Nel 2004, il Tribunale penale internazionale per l’ex-Jugoslavia (ICTY) ha ufficialmente qualificato i fatti di Srebrenica come genocidio e la Corte Internazionale di Giustizia (ICJ), nel 2007, ha confermato tale definizione, sottolineando però che non fu possibile dimostrare la responsabilità diretta dello Stato serbo, pur riconoscendo che non fece abbastanza per prevenire il genocidio. Oggi, a trent’anni di distanza, le fosse comuni continuano a restituire i resti delle vittime, identificati grazie alle moderne tecniche del DNA. Ogni anno, nel Memoriale di Potočari, si svolge la cerimonia di sepoltura delle vittime recentemente identificate, in una commemorazione carica di dolore ma anche di dignità. Tuttavia, la negazione e la minimizzazione del genocidio sono ancora diffuse in ampi settori della politica serbo-bosniaca e in Serbia stessa. Questo negazionismo rappresenta un ostacolo profondo alla riconciliazione nei Balcani e testimonia quanto la verità storica sia ancora fragile, esposta ai venti del revisionismo. Mentre la generazione dei sopravvissuti avanza nell’età, spetta ai giovani portare avanti il ricordo di Srebrenica. Le scuole, le istituzioni, i media devono educare al rispetto dei diritti umani e alla difesa della verità storica. Solo così il “mai più” potrà avere un significato reale e non essere una vuota formula retorica.

Srebrenica non riguarda solo la Bosnia-Erzegovina, ma è un monito per tutta l’Europa su ciò che accade quando l’odio etnico, il nazionalismo estremo e l’indifferenza internazionale si combinano in un vortice distruttivo. A trent’anni di distanza, la memoria di Srebrenica deve essere parte integrante dell’identità europea, come lo sono Auschwitz e altri luoghi di sterminio. Non si tratta solo di commemorare le vittime, ma di assumersi la responsabilità collettiva di vigilare contro ogni forma di intolleranza, discriminazione e disumanizzazione.

Il film Quo Vadis, Aida? (2020), diretto da Jasmila Žbanić, ha reso tangibile questa tragedia attraverso la storia di Aida, un’interprete locale che lavora per le Nazioni Unite e che tenta disperatamente di salvare la propria famiglia dal destino segnato. Il film ha portato alla ribalta il punto di vista dei civili intrappolati in una spirale di violenza, e ha mostrato il dramma della popolazione abbandonata proprio da chi avrebbe dovuto proteggerla. Quo Vadis, Aida? non è solo una ricostruzione storica, ma un atto di memoria collettiva che sfida l’oblio e l’indifferenza.

La Presidente della Commissione Europea Ursula von der Leyen in una dichiarazione ufficiale dell’11 luglio 2025, ha sottolineato che il genocidio di Srebrenica “si colloca tra i capitoli più oscuri della memoria collettiva europea.
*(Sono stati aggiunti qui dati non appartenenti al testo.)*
//! Typed pack/unpack helpers, one pair per built-in shape.
//!
//! Each `pack_*` writes a complete frame into the codec's message buffer and
//! returns it. Each `unpack_*` reads the last validated payload and fails with
//! [`FrameError::ShapeMismatch`](crate::FrameError::ShapeMismatch) when its
//! length does not match the shape; dispatch on the code first.

use bytes::Buf;

use crate::codec::PacketCodec;
use crate::error::Result;
use crate::field::Value::{Byte, Float32, Int16};
use crate::shape;

impl PacketCodec {
    pub fn pack_c1b(&mut self, code: u8, b: u8) -> &[u8] {
        self.write_message(code, &[Byte(b)])
    }

    pub fn unpack_c1b(&self) -> Result<(u8, u8)> {
        let mut p = self.shaped_payload(&shape::C1B)?;
        Ok((p.get_u8(), p.get_u8()))
    }

    pub fn pack_c2b(&mut self, code: u8, b1: u8, b2: u8) -> &[u8] {
        self.write_message(code, &[Byte(b1), Byte(b2)])
    }

    pub fn unpack_c2b(&self) -> Result<(u8, u8, u8)> {
        let mut p = self.shaped_payload(&shape::C2B)?;
        Ok((p.get_u8(), p.get_u8(), p.get_u8()))
    }

    pub fn pack_c3b(&mut self, code: u8, b1: u8, b2: u8, b3: u8) -> &[u8] {
        self.write_message(code, &[Byte(b1), Byte(b2), Byte(b3)])
    }

    pub fn unpack_c3b(&self) -> Result<(u8, u8, u8, u8)> {
        let mut p = self.shaped_payload(&shape::C3B)?;
        Ok((p.get_u8(), p.get_u8(), p.get_u8(), p.get_u8()))
    }

    pub fn pack_c1i(&mut self, code: u8, i: i16) -> &[u8] {
        self.write_message(code, &[Int16(i)])
    }

    pub fn unpack_c1i(&self) -> Result<(u8, i16)> {
        let mut p = self.shaped_payload(&shape::C1I)?;
        Ok((p.get_u8(), p.get_i16_le()))
    }

    pub fn pack_c2i(&mut self, code: u8, i1: i16, i2: i16) -> &[u8] {
        self.write_message(code, &[Int16(i1), Int16(i2)])
    }

    pub fn unpack_c2i(&self) -> Result<(u8, i16, i16)> {
        let mut p = self.shaped_payload(&shape::C2I)?;
        Ok((p.get_u8(), p.get_i16_le(), p.get_i16_le()))
    }

    /// Writes `LEN = 7`. Some older peers advertise 5 for this shape, which
    /// no receiver can parse; this codec does not reproduce that.
    pub fn pack_c3i(&mut self, code: u8, i1: i16, i2: i16, i3: i16) -> &[u8] {
        self.write_message(code, &[Int16(i1), Int16(i2), Int16(i3)])
    }

    pub fn unpack_c3i(&self) -> Result<(u8, i16, i16, i16)> {
        let mut p = self.shaped_payload(&shape::C3I)?;
        Ok((p.get_u8(), p.get_i16_le(), p.get_i16_le(), p.get_i16_le()))
    }

    #[allow(clippy::too_many_arguments)]
    pub fn pack_c7i(
        &mut self,
        code: u8,
        i1: i16,
        i2: i16,
        i3: i16,
        i4: i16,
        i5: i16,
        i6: i16,
        i7: i16,
    ) -> &[u8] {
        self.write_message(
            code,
            &[
                Int16(i1),
                Int16(i2),
                Int16(i3),
                Int16(i4),
                Int16(i5),
                Int16(i6),
                Int16(i7),
            ],
        )
    }

    #[allow(clippy::type_complexity)]
    pub fn unpack_c7i(&self) -> Result<(u8, i16, i16, i16, i16, i16, i16, i16)> {
        let mut p = self.shaped_payload(&shape::C7I)?;
        Ok((
            p.get_u8(),
            p.get_i16_le(),
            p.get_i16_le(),
            p.get_i16_le(),
            p.get_i16_le(),
            p.get_i16_le(),
            p.get_i16_le(),
            p.get_i16_le(),
        ))
    }

    pub fn pack_c1f(&mut self, code: u8, f: f32) -> &[u8] {
        self.write_message(code, &[Float32(f)])
    }

    pub fn unpack_c1f(&self) -> Result<(u8, f32)> {
        let mut p = self.shaped_payload(&shape::C1F)?;
        Ok((p.get_u8(), p.get_f32_le()))
    }

    pub fn pack_c2f(&mut self, code: u8, f1: f32, f2: f32) -> &[u8] {
        self.write_message(code, &[Float32(f1), Float32(f2)])
    }

    pub fn unpack_c2f(&self) -> Result<(u8, f32, f32)> {
        let mut p = self.shaped_payload(&shape::C2F)?;
        Ok((p.get_u8(), p.get_f32_le(), p.get_f32_le()))
    }

    pub fn pack_c3f(&mut self, code: u8, f1: f32, f2: f32, f3: f32) -> &[u8] {
        self.write_message(code, &[Float32(f1), Float32(f2), Float32(f3)])
    }

    pub fn unpack_c3f(&self) -> Result<(u8, f32, f32, f32)> {
        let mut p = self.shaped_payload(&shape::C3F)?;
        Ok((p.get_u8(), p.get_f32_le(), p.get_f32_le(), p.get_f32_le()))
    }

    pub fn pack_c4f(&mut self, code: u8, f1: f32, f2: f32, f3: f32, f4: f32) -> &[u8] {
        self.write_message(
            code,
            &[Float32(f1), Float32(f2), Float32(f3), Float32(f4)],
        )
    }

    pub fn unpack_c4f(&self) -> Result<(u8, f32, f32, f32, f32)> {
        let mut p = self.shaped_payload(&shape::C4F)?;
        Ok((
            p.get_u8(),
            p.get_f32_le(),
            p.get_f32_le(),
            p.get_f32_le(),
            p.get_f32_le(),
        ))
    }

    #[allow(clippy::too_many_arguments)]
    pub fn pack_c6f(
        &mut self,
        code: u8,
        f1: f32,
        f2: f32,
        f3: f32,
        f4: f32,
        f5: f32,
        f6: f32,
    ) -> &[u8] {
        self.write_message(
            code,
            &[
                Float32(f1),
                Float32(f2),
                Float32(f3),
                Float32(f4),
                Float32(f5),
                Float32(f6),
            ],
        )
    }

    #[allow(clippy::type_complexity)]
    pub fn unpack_c6f(&self) -> Result<(u8, f32, f32, f32, f32, f32, f32)> {
        let mut p = self.shaped_payload(&shape::C6F)?;
        Ok((
            p.get_u8(),
            p.get_f32_le(),
            p.get_f32_le(),
            p.get_f32_le(),
            p.get_f32_le(),
            p.get_f32_le(),
            p.get_f32_le(),
        ))
    }

    #[allow(clippy::too_many_arguments)]
    pub fn pack_c8f(
        &mut self,
        code: u8,
        f1: f32,
        f2: f32,
        f3: f32,
        f4: f32,
        f5: f32,
        f6: f32,
        f7: f32,
        f8: f32,
    ) -> &[u8] {
        self.write_message(
            code,
            &[
                Float32(f1),
                Float32(f2),
                Float32(f3),
                Float32(f4),
                Float32(f5),
                Float32(f6),
                Float32(f7),
                Float32(f8),
            ],
        )
    }

    #[allow(clippy::type_complexity)]
    pub fn unpack_c8f(&self) -> Result<(u8, f32, f32, f32, f32, f32, f32, f32, f32)> {
        let mut p = self.shaped_payload(&shape::C8F)?;
        Ok((
            p.get_u8(),
            p.get_f32_le(),
            p.get_f32_le(),
            p.get_f32_le(),
            p.get_f32_le(),
            p.get_f32_le(),
            p.get_f32_le(),
            p.get_f32_le(),
            p.get_f32_le(),
        ))
    }

    pub fn pack_c1b3f(&mut self, code: u8, b: u8, f1: f32, f2: f32, f3: f32) -> &[u8] {
        self.write_message(code, &[Byte(b), Float32(f1), Float32(f2), Float32(f3)])
    }

    pub fn unpack_c1b3f(&self) -> Result<(u8, u8, f32, f32, f32)> {
        let mut p = self.shaped_payload(&shape::C1B3F)?;
        Ok((
            p.get_u8(),
            p.get_u8(),
            p.get_f32_le(),
            p.get_f32_le(),
            p.get_f32_le(),
        ))
    }

    pub fn pack_c2b1f(&mut self, code: u8, b1: u8, b2: u8, f: f32) -> &[u8] {
        self.write_message(code, &[Byte(b1), Byte(b2), Float32(f)])
    }

    pub fn unpack_c2b1f(&self) -> Result<(u8, u8, u8, f32)> {
        let mut p = self.shaped_payload(&shape::C2B1F)?;
        Ok((p.get_u8(), p.get_u8(), p.get_u8(), p.get_f32_le()))
    }
}
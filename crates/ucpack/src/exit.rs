use std::fmt;
use std::io;

use ucpack_frame::FrameError;

pub const SUCCESS: i32 = 0;
pub const FAILURE: i32 = 1;
pub const DATA_INVALID: i32 = 60;
pub const USAGE: i32 = 64;
pub const INTERNAL: i32 = 125;

pub type CliResult<T> = Result<T, CliError>;

#[derive(Debug)]
pub struct CliError {
    pub code: i32,
    pub message: String,
}

impl CliError {
    pub fn new(code: i32, message: impl Into<String>) -> Self {
        Self {
            code,
            message: message.into(),
        }
    }

    pub fn usage(message: impl Into<String>) -> Self {
        Self::new(USAGE, message)
    }

    pub fn invalid_data(message: impl Into<String>) -> Self {
        Self::new(DATA_INVALID, message)
    }
}

impl fmt::Display for CliError {
    fn fmt(&self, f: &mut fmt::Formatter<'_>) -> fmt::Result {
        write!(f, "{}", self.message)
    }
}

impl std::error::Error for CliError {}

pub fn io_error(context: &str, err: io::Error) -> CliError {
    let code = match err.kind() {
        io::ErrorKind::NotFound | io::ErrorKind::PermissionDenied => FAILURE,
        io::ErrorKind::InvalidData | io::ErrorKind::UnexpectedEof => DATA_INVALID,
        _ => INTERNAL,
    };
    CliError::new(code, format!("{context}: {err}"))
}

pub fn frame_error(context: &str, err: FrameError) -> CliError {
    match err {
        FrameError::Io(source) => io_error(context, source),
        FrameError::Buffer(_) | FrameError::InvalidConfig(_) => {
            CliError::usage(format!("{context}: {err}"))
        }
        FrameError::PayloadTooLarge { .. }
        | FrameError::ShapeMismatch { .. }
        | FrameError::ValueCount { .. }
        | FrameError::ValueMismatch { .. }
        | FrameError::NoPayload => CliError::invalid_data(format!("{context}: {err}")),
        FrameError::ConnectionClosed => CliError::new(FAILURE, format!("{context}: {err}")),
    }
}

#[cfg(test)]
mod tests {
    use super::*;

    #[test]
    fn frame_errors_map_to_exit_codes() {
        let err = frame_error("pack", FrameError::PayloadTooLarge { size: 300, max: 255 });
        assert_eq!(err.code, DATA_INVALID);
        assert!(err.message.starts_with("pack: payload too large"));

        let err = frame_error("config", FrameError::InvalidConfig("same markers".into()));
        assert_eq!(err.code, USAGE);

        let err = frame_error("read", FrameError::ConnectionClosed);
        assert_eq!(err.code, FAILURE);
    }

    #[test]
    fn io_errors_map_to_exit_codes() {
        let err = io_error("open", io::Error::from(io::ErrorKind::NotFound));
        assert_eq!(err.code, FAILURE);

        let err = io_error("read", io::Error::from(io::ErrorKind::InvalidData));
        assert_eq!(err.code, DATA_INVALID);

        let err = io_error("read", io::Error::other("boom"));
        assert_eq!(err.code, INTERNAL);
    }
}
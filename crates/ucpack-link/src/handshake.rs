//! Radio pairing between the robot and the camera.
//!
//! The robot broadcasts its hello string once per receive window until a
//! peer answers with the camera hello, or until the connection timeout runs
//! out. Time comes from an injected [`Clock`] so the deadline is testable.

use std::fmt;
use std::time::Duration;

use crate::clock::Clock;
use crate::error::{LinkError, Result};
use crate::radio::{MacAddress, Radio};

/// Hello broadcast by the robot.
pub const ROBOT_HELLO: &[u8] = b"ARDUINO_ALVIK_CAMERA_ROBOT_:D";

/// Hello answered by the camera. Peers may append a NUL terminator.
pub const CAMERA_HELLO: &[u8] = b"ARDUINO_ALVIK_CAMERA_FACEDETECTOR_:P";

/// Configuration for the pairing handshake.
#[derive(Debug, Clone, PartialEq, Eq)]
pub struct HandshakeConfig {
    /// Message broadcast while waiting for the camera.
    pub robot_hello: Vec<u8>,
    /// Message that identifies the camera.
    pub camera_hello: Vec<u8>,
    /// Give up once this much time has passed without an answer.
    pub timeout: Duration,
    /// How long to listen after each broadcast.
    pub receive_window: Duration,
}

impl Default for HandshakeConfig {
    fn default() -> Self {
        Self {
            robot_hello: ROBOT_HELLO.to_vec(),
            camera_hello: CAMERA_HELLO.to_vec(),
            timeout: Duration::from_secs(120),
            receive_window: Duration::from_secs(1),
        }
    }
}

/// Compare a received message against a hello, ignoring trailing NULs.
pub fn is_hello(message: &[u8], hello: &[u8]) -> bool {
    trim_nul(message) == trim_nul(hello)
}

fn trim_nul(message: &[u8]) -> &[u8] {
    let end = message
        .iter()
        .rposition(|&b| b != 0)
        .map_or(0, |last| last + 1);
    &message[..end]
}

/// Where the handshake currently stands.
#[derive(Debug, Clone, Copy, PartialEq, Eq)]
pub enum HandshakeState {
    Idle,
    Broadcasting { since: Duration, attempts: u32 },
    Connected { peer: MacAddress },
    TimedOut,
}

impl fmt::Display for HandshakeState {
    fn fmt(&self, f: &mut fmt::Formatter<'_>) -> fmt::Result {
        match self {
            HandshakeState::Idle => f.write_str("idle"),
            HandshakeState::Broadcasting { attempts, .. } => {
                write!(f, "broadcasting (attempt {attempts})")
            }
            HandshakeState::Connected { peer } => write!(f, "connected to {peer}"),
            HandshakeState::TimedOut => f.write_str("timed out"),
        }
    }
}

/// Pairing state machine.
#[derive(Debug, Clone)]
pub struct Handshake {
    config: HandshakeConfig,
    state: HandshakeState,
}

impl Handshake {
    pub fn new(config: HandshakeConfig) -> Self {
        Self {
            config,
            state: HandshakeState::Idle,
        }
    }

    pub fn config(&self) -> &HandshakeConfig {
        &self.config
    }

    pub fn state(&self) -> HandshakeState {
        self.state
    }

    /// The paired camera, once connected.
    pub fn peer(&self) -> Option<MacAddress> {
        match self.state {
            HandshakeState::Connected { peer } => Some(peer),
            _ => None,
        }
    }

    /// Advance the handshake by one transition.
    ///
    /// From `Idle` this starts broadcasting. While broadcasting, each step
    /// either times out or sends one hello and listens for one receive
    /// window. `Connected` and `TimedOut` are terminal until [`reset`](Self::reset).
    pub fn step<R, C>(&mut self, radio: &mut R, clock: &C) -> Result<HandshakeState>
    where
        R: Radio + ?Sized,
        C: Clock + ?Sized,
    {
        self.state = match self.state {
            HandshakeState::Idle => {
                tracing::info!("broadcasting hello to camera");
                HandshakeState::Broadcasting {
                    since: clock.now(),
                    attempts: 0,
                }
            }
            HandshakeState::Broadcasting { since, attempts } => {
                let elapsed = clock.now().saturating_sub(since);
                if elapsed > self.config.timeout {
                    tracing::warn!(?elapsed, attempts, "camera handshake timed out");
                    HandshakeState::TimedOut
                } else {
                    self.attempt(radio, since, attempts + 1)?
                }
            }
            terminal => terminal,
        };
        Ok(self.state)
    }

    fn attempt<R>(&self, radio: &mut R, since: Duration, attempts: u32) -> Result<HandshakeState>
    where
        R: Radio + ?Sized,
    {
        tracing::debug!(attempts, "sending robot hello");
        radio.broadcast(&self.config.robot_hello)?;

        match radio.recv(self.config.receive_window)? {
            Some((peer, message)) if is_hello(&message, &self.config.camera_hello) => {
                tracing::info!(%peer, attempts, "camera connected");
                Ok(HandshakeState::Connected { peer })
            }
            Some((peer, message)) => {
                tracing::debug!(%peer, len = message.len(), "ignoring message during handshake");
                Ok(HandshakeState::Broadcasting { since, attempts })
            }
            None => Ok(HandshakeState::Broadcasting { since, attempts }),
        }
    }

    /// Run the handshake from the start until it connects or times out.
    pub fn run<R, C>(&mut self, radio: &mut R, clock: &C) -> Result<MacAddress>
    where
        R: Radio + ?Sized,
        C: Clock + ?Sized,
    {
        self.reset();
        loop {
            match self.step(radio, clock)? {
                HandshakeState::Connected { peer } => return Ok(peer),
                HandshakeState::TimedOut => {
                    return Err(LinkError::HandshakeTimedOut(self.config.timeout))
                }
                HandshakeState::Idle | HandshakeState::Broadcasting { .. } => {}
            }
        }
    }

    /// Return to `Idle`, forgetting any paired peer.
    pub fn reset(&mut self) {
        self.state = HandshakeState::Idle;
    }
}

impl Default for Handshake {
    fn default() -> Self {
        Self::new(HandshakeConfig::default())
    }
}
mod cmd;
mod exit;
mod logging;
mod output;

use clap::Parser;

use crate::cmd::{Command, FrameArgs};
use crate::logging::{init_logging, LogFormat, LogLevel};
use crate::output::OutputFormat;

#[derive(Parser, Debug)]
#[command(name = "ucpack", version, about = "Checksummed packet framing CLI")]
struct Cli {
    /// Output format.
    #[arg(long, value_name = "FORMAT", global = true)]
    format: Option<OutputFormat>,

    /// Log output format (stderr).
    #[arg(long, value_name = "FORMAT", default_value = "text", global = true)]
    log_format: LogFormat,

    /// Minimum log level (stderr).
    #[arg(long, value_name = "LEVEL", default_value = "info", global = true)]
    log_level: LogLevel,

    #[command(flatten)]
    frame: FrameArgs,

    #[command(subcommand)]
    command: Command,
}

fn main() {
    let cli = Cli::parse();
    init_logging(cli.log_format, cli.log_level);

    let format = cli.format.unwrap_or_else(OutputFormat::default_for_stdout);
    let result = cmd::run(cli.command, &cli.frame, format);

    match result {
        Ok(code) => std::process::exit(code),
        Err(err) => {
            eprintln!("error: {err}");
            std::process::exit(err.code);
        }
    }
}
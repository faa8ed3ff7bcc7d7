//! Typed field descriptors for command payloads.

use std::fmt;

use bytes::{Buf, BufMut};

/// Wire type of a single payload field.
#[derive(Debug, Clone, Copy, PartialEq, Eq, Hash)]
pub enum FieldKind {
    /// One unsigned byte.
    Byte,
    /// Little-endian two's complement 16-bit integer.
    Int16,
    /// Little-endian IEEE-754 single precision float.
    Float32,
}

impl FieldKind {
    /// Encoded size in bytes.
    pub const fn size(self) -> usize {
        match self {
            FieldKind::Byte => 1,
            FieldKind::Int16 => 2,
            FieldKind::Float32 => 4,
        }
    }

    pub const fn name(self) -> &'static str {
        match self {
            FieldKind::Byte => "byte",
            FieldKind::Int16 => "i16",
            FieldKind::Float32 => "f32",
        }
    }
}

impl fmt::Display for FieldKind {
    fn fmt(&self, f: &mut fmt::Formatter<'_>) -> fmt::Result {
        f.write_str(self.name())
    }
}

/// A single decoded or to-be-encoded payload field.
#[derive(Debug, Clone, Copy, PartialEq)]
pub enum Value {
    Byte(u8),
    Int16(i16),
    Float32(f32),
}

impl Value {
    pub fn kind(&self) -> FieldKind {
        match self {
            Value::Byte(_) => FieldKind::Byte,
            Value::Int16(_) => FieldKind::Int16,
            Value::Float32(_) => FieldKind::Float32,
        }
    }

    /// Append the little-endian encoding of this value.
    pub fn put<B: BufMut>(&self, dst: &mut B) {
        match *self {
            Value::Byte(b) => dst.put_u8(b),
            Value::Int16(i) => dst.put_i16_le(i),
            Value::Float32(f) => dst.put_f32_le(f),
        }
    }

    /// Read one value of `kind` from `src`.
    ///
    /// Panics if `src` holds fewer than `kind.size()` bytes; callers check the
    /// payload length against the shape first.
    pub fn read<B: Buf>(kind: FieldKind, src: &mut B) -> Self {
        match kind {
            FieldKind::Byte => Value::Byte(src.get_u8()),
            FieldKind::Int16 => Value::Int16(src.get_i16_le()),
            FieldKind::Float32 => Value::Float32(src.get_f32_le()),
        }
    }

    /// Bitwise equality. Unlike `==`, NaN equals a NaN with the same payload
    /// and `0.0` differs from `-0.0`.
    pub fn bit_eq(&self, other: &Value) -> bool {
        match (self, other) {
            (Value::Float32(a), Value::Float32(b)) => a.to_bits() == b.to_bits(),
            _ => self == other,
        }
    }
}

impl fmt::Display for Value {
    fn fmt(&self, f: &mut fmt::Formatter<'_>) -> fmt::Result {
        match self {
            Value::Byte(b) => write!(f, "{b}"),
            Value::Int16(i) => write!(f, "{i}"),
            Value::Float32(v) => write!(f, "{v}"),
        }
    }
}

impl From<u8> for Value {
    fn from(value: u8) -> Self {
        Value::Byte(value)
    }
}

impl From<i16> for Value {
    fn from(value: i16) -> Self {
        Value::Int16(value)
    }
}

impl From<f32> for Value {
    fn from(value: f32) -> Self {
        Value::Float32(value)
    }
}

/// Total encoded size of `values`.
pub fn encoded_len(values: &[Value]) -> usize {
    values.iter().map(|v| v.kind().size()).sum()
}

/// Append the encoding of every value in order.
pub fn encode_values<B: BufMut>(values: &[Value], dst: &mut B) {
    for value in values {
        value.put(dst);
    }
}
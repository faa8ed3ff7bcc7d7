//! Compact checksummed packet framing for serial and radio links.
//!
//! # Crate Structure
//!
//! - [`buffer`]: fixed-capacity lossy ring buffer for incoming bytes
//! - [`frame`]: packet codec, CRC-8/MAXIM, typed payload shapes, stream adapters
//! - [`link`]: camera pairing handshake and tracking loop (behind `link` feature)

/// Re-export ring buffer types.
pub mod buffer {
    pub use ucpack_buffer::*;
}

/// Re-export frame types.
pub mod frame {
    pub use ucpack_frame::*;
}

/// Re-export link types (requires `link` feature).
#[cfg(feature = "link")]
pub mod link {
    pub use ucpack_link::*;
}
Abbiamo l’obbligo di preservare la verità storica, respingendo con forza qualsiasi forma di negazionismo, distorsione o glorificazione dei criminali di guerra. L’Unione Europea sostiene la Bosnia-Erzegovina nel processo di integrazione europea”.

Il Presidente del Consiglio Europeo António Costa nel corso della cerimonia ufficiale a Potočari, ha affermato: “Non c’è spazio in Europa – né altrove – per il negazionismo, il revisionismo o la glorificazione dei responsabili. Confrontare e riconoscere la verità è il primo passo per garantire che tali atrocità non si ripetano. Confermo l’impegno a lungo termine dell’UE nel processo di pace e integrazione balcanica”.

La Presidente del Parlamento Europeo Roberta Metsola ha commemorato le vittime in un discorso solenne, definendo Srebrenica “Il più grande massacro in Europa dalla Seconda Guerra Mondiale; ribadiamo l’impegno dell’UE contro il revisionismo storico”.